Esempi di variazione
Ad esempio in molti testi di poeti cristiani, che utilizzavano deliberatamente un latino più colloquiale, appare per la prima volta l’utilizzo del dimostrativo come articolo. Questo si nota soprattutto nella Peregrinatio Aetheriae. Un testo importante dove si parla di una suora e dei suoi viaggi nei luoghi sacri. È in questa opera che i dimostrativi ille e ipse cominciarono ad essere utilizzati come articoli.
Altro elemento che ci dà informazioni sullo stato linguistico del tempo sono sicuramente gli errori. Naturalmente gli errori erano commessi dagli autori in maniera del tutto involontaria, ma ciò dimostra che stavano accadendo dei mutamenti linguistici che portavano spesso gli autori a fare dell’ipercorrettismo.
Esempi di errori
Ad esempio su alcune iscrizioni sui muri di Pompei si trovano frequenti errori di metrica cercando di scrivere un esametro, dove la lunghezza vocalica è importante. Questo ci dice che molto probabilmente nel latino parlato la lunghezza vocalica nel 79 d.C non era più pertinente.

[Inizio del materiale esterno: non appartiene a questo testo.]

//! Project snapshots taken on publish.
//!
//! Snapshots are best-effort: the pipeline logs a failure and carries on.

use crate::error::{PublishError, PublishResult};
use crate::files::{ProjectFiles, INTERNAL_DIR};
use chrono::{DateTime, Utc};
use dve_model::{sha256_hex, ProjectId};
use serde::{Deserialize, Serialize};
use std::fs;
use std::path::Path;
use tracing::debug;
use walkdir::WalkDir;

pub const DEFAULT_SNAPSHOT_RETENTION: usize = 50;
pub const MANIFEST_FILE: &str = "manifest.json";

pub trait SnapshotService: Send + Sync {
    /// Snapshot the project; `Ok(None)` when the service keeps no snapshots.
    fn create_snapshot(&self, project_id: ProjectId, environment: &str, source: &str) -> PublishResult<Option<String>>;
}

/// Keeps nothing
#[derive(Debug, Clone, Copy, Default)]
pub struct NoopSnapshots;

impl SnapshotService for NoopSnapshots {
    fn create_snapshot(&self, _project_id: ProjectId, _environment: &str, _source: &str) -> PublishResult<Option<String>> {
        Ok(None)
    }
}

#[derive(Debug, Clone, PartialEq, Serialize, Deserialize)]
#[serde(rename_all = "camelCase")]
pub struct ManifestEntry {
    pub path: String,
    pub size_bytes: u64,
    pub sha256: String,
}

#[derive(Debug, Clone, PartialEq, Serialize, Deserialize)]
#[serde(rename_all = "camelCase")]
pub struct SnapshotManifest {
    pub id: String,
    pub project_id: ProjectId,
    pub environment: String,
    pub source: String,
    pub created_at_utc: DateTime<Utc>,
    pub files: Vec<ManifestEntry>,
}

/// Copies the project tree into `.bugence/snapshots/<id>/`
#[derive(Debug, Clone)]
pub struct FsSnapshotService {
    files: ProjectFiles,
    retention: usize,
}

impl FsSnapshotService {
    pub fn new(files: ProjectFiles) -> Self {
        Self {
            files,
            retention: DEFAULT_SNAPSHOT_RETENTION,
        }
    }

    pub fn with_retention(mut self, retention: usize) -> Self {
        self.retention = retention.max(1);
        self
    }

    fn snapshot_id(project_id: ProjectId, now: DateTime<Utc>) -> String {
        let seed = format!("{}|{}", project_id, now.timestamp_nanos_opt().unwrap_or_default());
        let suffix = sha256_hex(seed.as_bytes()).to_ascii_lowercase();
        format!("{}-{}", now.format("%Y%m%d%H%M%S%3f"), &suffix[..8])
    }

    fn prune(&self, snapshots_root: &Path) -> PublishResult<()> {
        let mut ids: Vec<String> = fs::read_dir(snapshots_root)?
            .filter_map(|entry| entry.ok())
            .filter(|entry| entry.path().is_dir())
            .map(|entry| entry.file_name().to_string_lossy().into_owned())
            .collect();
        // Ids start with a timestamp, so name order is age order.
        ids.sort_unstable_by(|a, b| b.cmp(a));
        for stale in ids.iter().skip(self.retention) {
            fs::remove_dir_all(snapshots_root.join(stale))?;
            debug!(snapshot = %stale, "pruned snapshot");
        }
        Ok(())
    }
}

impl SnapshotService for FsSnapshotService {
    fn create_snapshot(&self, project_id: ProjectId, environment: &str, source: &str) -> PublishResult<Option<String>> {
        let root = self.files.project_root(project_id);
        if !root.is_dir() {
            return Err(PublishError::not_found("Project root does not exist."));
        }

        let now = Utc::now();
        let id = Self::snapshot_id(project_id, now);
        let snapshots_root = self.files.internal_dir(project_id).join("snapshots");
        let target = snapshots_root.join(&id);
        fs::create_dir_all(&target)?;

        let mut manifest = Vec::new();
        let walker = WalkDir::new(&root)
            .into_iter()
            .filter_entry(|entry| entry.depth() != 1 || entry.file_name() != INTERNAL_DIR);
        for entry in walker {
            let entry = entry.map_err(std::io::Error::from)?;
            let Ok(relative) = entry.path().strip_prefix(&root) else {
                continue;
            };
            if relative.as_os_str().is_empty() {
                continue;
            }
            let destination = target.join(relative);
            if entry.file_type().is_dir() {
                fs::create_dir_all(&destination)?;
                continue;
            }
            let bytes = fs::read(entry.path())?;
            fs::write(&destination, &bytes)?;
            manifest.push(ManifestEntry {
                path: relative
                    .components()
                    .map(|c| c.as_os_str().to_string_lossy().into_owned())
                    .collect::<Vec<_>>()
                    .join("/"),
                size_bytes: bytes.len() as u64,
                sha256: sha256_hex(&bytes),
            });
        }
        manifest.sort_by_key(|entry| entry.path.to_ascii_lowercase());

        let manifest = SnapshotManifest {
            id: id.clone(),
            project_id,
            environment: environment.trim().to_ascii_lowercase(),
            source: source.trim().to_string(),
            created_at_utc: now,
            files: manifest,
        };
        fs::write(target.join(MANIFEST_FILE), serde_json::to_vec_pretty(&manifest)?)?;
        self.prune(&snapshots_root)?;

        debug!(project_id, snapshot = %id, files = manifest.files.len(), "created snapshot");
        Ok(Some(id))
    }
}
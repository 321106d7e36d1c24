//! # DVE Model
//!
//! Data model shared by every overlay crate.
//!
//! ```text
//! ┌──────────────┐   edits    ┌──────────────┐  publish   ┌──────────────┐
//! │ ElementMap   │ ─────────→ │ PageRevision │ ─────────→ │ Overlay      │
//! │ (identity)   │            │ + patch rows │            │ Artifact     │
//! └──────────────┘            └──────────────┘            └──────────────┘
//!                                                                ↓
//!                                                   runtime config block
//! ```
//!
//! Rows (`records`) are what the store persists. The artifact and runtime
//! config (`artifact`) are the wire formats read by the client runtime.

pub mod artifact;
pub mod confidence;
pub mod error;
pub mod keys;
pub mod payload;
pub mod records;
pub mod types;

pub use artifact::{
    ArtifactActionBinding, ArtifactElementMap, ArtifactRule, ArtifactSectionInstance,
    ArtifactTextPatch, OverlayArtifact, RevisionRows, RuntimeConfig, CONFIG_SCRIPT_ID, NODE_MARKER_ATTR,
    RUNTIME_SCRIPT_ID, SECTION_MARKER_ATTR, STYLE_ELEMENT_ID,
};
pub use confidence::{compute_confidence, ConfidenceBucket, ConfidenceInputs, LOW_CONFIDENCE};
pub use error::{ModelError, ModelResult};
pub use keys::{build_element_key, normalize_page_path, sha256_hex};
pub use payload::{ActionBehavior, HybridBehavior, NavigateBehavior, SectionMarkup, WorkflowBehavior};
pub use records::{
    ActionBinding, AuditLogEntry, DraftPointer, ElementMap, PageRevision, PatchRule,
    ProjectConfig, PublishArtifact, SectionInstance, TextPatch, MAX_FALLBACK_SELECTORS,
};
pub use types::{
    ActionType, Breakpoint, Environment, InsertMode, InteractionState, ProjectId, RevisionId,
    RevisionStatus, TextMode, TriggerEvent,
};
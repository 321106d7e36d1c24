use thiserror::Error;

pub type SelectorResult<T> = Result<T, SelectorError>;

#[derive(Error, Debug, Clone, PartialEq)]
pub enum SelectorError {
    #[error("Empty selector")]
    Empty,

    #[error("Lexer error at {pos}")]
    LexerError { pos: usize },

    #[error("Unexpected token at {pos}: expected {expected}, found {found}")]
    UnexpectedToken {
        pos: usize,
        expected: String,
        found: String,
    },

    #[error("Unexpected end of selector at {pos}")]
    UnexpectedEnd { pos: usize },

    #[error("Unsupported pseudo-class ':{name}' at {pos}")]
    UnsupportedPseudo { pos: usize, name: String },

    #[error("Invalid nth expression '{expr}' at {pos}")]
    InvalidNth { pos: usize, expr: String },
}

impl SelectorError {
    pub fn unexpected_token(pos: usize, expected: impl Into<String>, found: impl Into<String>) -> Self {
        Self::UnexpectedToken {
            pos,
            expected: expected.into(),
            found: found.into(),
        }
    }

    pub fn lexer_error(pos: usize) -> Self {
        Self::LexerError { pos }
    }

    pub fn unexpected_end(pos: usize) -> Self {
        Self::UnexpectedEnd { pos }
    }
}
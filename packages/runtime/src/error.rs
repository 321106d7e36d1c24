use thiserror::Error;

pub type RuntimeResult<T> = Result<T, RuntimeError>;

#[derive(Error, Debug)]
pub enum RuntimeError {
    #[error("Runtime config block is missing")]
    MissingConfig,

    #[error("Invalid runtime config: {0}")]
    InvalidConfig(#[source] serde_json::Error),

    #[error("Failed to load overlay '{path}': {message}")]
    ArtifactLoad { path: String, message: String },

    #[error("Invalid overlay artifact: {0}")]
    ArtifactParse(#[source] serde_json::Error),
}

impl RuntimeError {
    pub fn artifact_load(path: impl Into<String>, message: impl Into<String>) -> Self {
        Self::ArtifactLoad {
            path: path.into(),
            message: message.into(),
        }
    }
}
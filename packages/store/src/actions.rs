//! Action registry: which fields and triggers each action type accepts.

use dve_model::{ActionType, TriggerEvent};
use serde::Serialize;

#[derive(Debug, Clone, PartialEq, Serialize)]
#[serde(rename_all = "camelCase")]
pub struct ActionDefinition {
    pub key: ActionType,
    pub required_fields: &'static [&'static str],
    pub optional_fields: &'static [&'static str],
    pub allowed_trigger_events: &'static [TriggerEvent],
    pub runtime_handler_key: &'static str,
    pub supports_simulation: bool,
}

const OPTIONAL: &[&str] = &["triggerEvent", "behavior"];
const ALL_TRIGGERS: &[TriggerEvent] = &[TriggerEvent::Auto, TriggerEvent::Click, TriggerEvent::Submit];

pub static ACTION_REGISTRY: &[ActionDefinition] = &[
    ActionDefinition {
        key: ActionType::Navigate,
        required_fields: &["navigateUrl"],
        optional_fields: OPTIONAL,
        allowed_trigger_events: ALL_TRIGGERS,
        runtime_handler_key: "navigate",
        supports_simulation: true,
    },
    ActionDefinition {
        key: ActionType::Workflow,
        required_fields: &["workflowId"],
        optional_fields: OPTIONAL,
        allowed_trigger_events: ALL_TRIGGERS,
        runtime_handler_key: "workflow",
        supports_simulation: true,
    },
    ActionDefinition {
        key: ActionType::Hybrid,
        required_fields: &["workflowId", "navigateUrl"],
        optional_fields: OPTIONAL,
        allowed_trigger_events: ALL_TRIGGERS,
        runtime_handler_key: "hybrid",
        supports_simulation: true,
    },
];

/// Definition for a raw action type string, case-insensitive
pub fn action_definition(raw: &str) -> Option<&'static ActionDefinition> {
    let action_type: ActionType = raw.parse().ok()?;
    ACTION_REGISTRY.iter().find(|d| d.key == action_type)
}

impl ActionDefinition {
    pub fn allows(&self, trigger: TriggerEvent) -> bool {
        self.allowed_trigger_events.contains(&trigger)
    }
}

#[cfg(test)]
mod tests {
    use super::*;

    #[test]
    fn test_every_action_type_is_registered() {
        for action_type in ActionType::ALL {
            let definition = action_definition(action_type.as_str()).unwrap();
            assert!(definition.supports_simulation);
            assert!(definition.allows(TriggerEvent::Submit));
        }
    }

    #[test]
    fn test_lookup_is_case_insensitive() {
        assert_eq!(action_definition(" Hybrid ").unwrap().required_fields.len(), 2);
        assert!(action_definition("teleport").is_none());
        assert!(action_definition("").is_none());
    }
}
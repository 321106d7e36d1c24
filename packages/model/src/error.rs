use thiserror::Error;

pub type ModelResult<T> = Result<T, ModelError>;

#[derive(Error, Debug, Clone, PartialEq)]
pub enum ModelError {
    #[error("Unknown {kind} '{value}'")]
    UnknownVariant { kind: &'static str, value: String },
}

impl ModelError {
    pub fn unknown(kind: &'static str, value: impl Into<String>) -> Self {
        Self::UnknownVariant {
            kind,
            value: value.into(),
        }
    }
}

Altro esempio che possiamo fare è l’utilizzo dell’HH: ottobre october forma corretta classica; errori: hornare ornare forma corretta classica. Questo ci dimostra che, mentre nel latino arcaico la H era aspirata, questo fenomeno nel latino parlato del I secolo era scomparso, generando confusione per molti scrittori non colti, poiché non sapevano quando utilizzare correttamente la H.
Altri errori ritrovati: ottime optime forma classica corretta. Questi errori CT-PT se ne trovano molti e dimostrano che chi scriveva non distingueva più i due suoni consonantici poiché molto probabilmente il suono iniziò ad essere simile ad una T geminata (TT).
Nonostante ciò numerosi testi ci sono pervenuti che condannavano le forme substandard (nonostante poi siano state queste ad avere continuatori nelle forme romanze) a favore delle forme classiche. Uno di questi testi è l’Appendix Probi, breve testo conservato in un manoscritto del VIII secolo d.C. Qui si trovano le forme classiche da preferire a quelle volgari.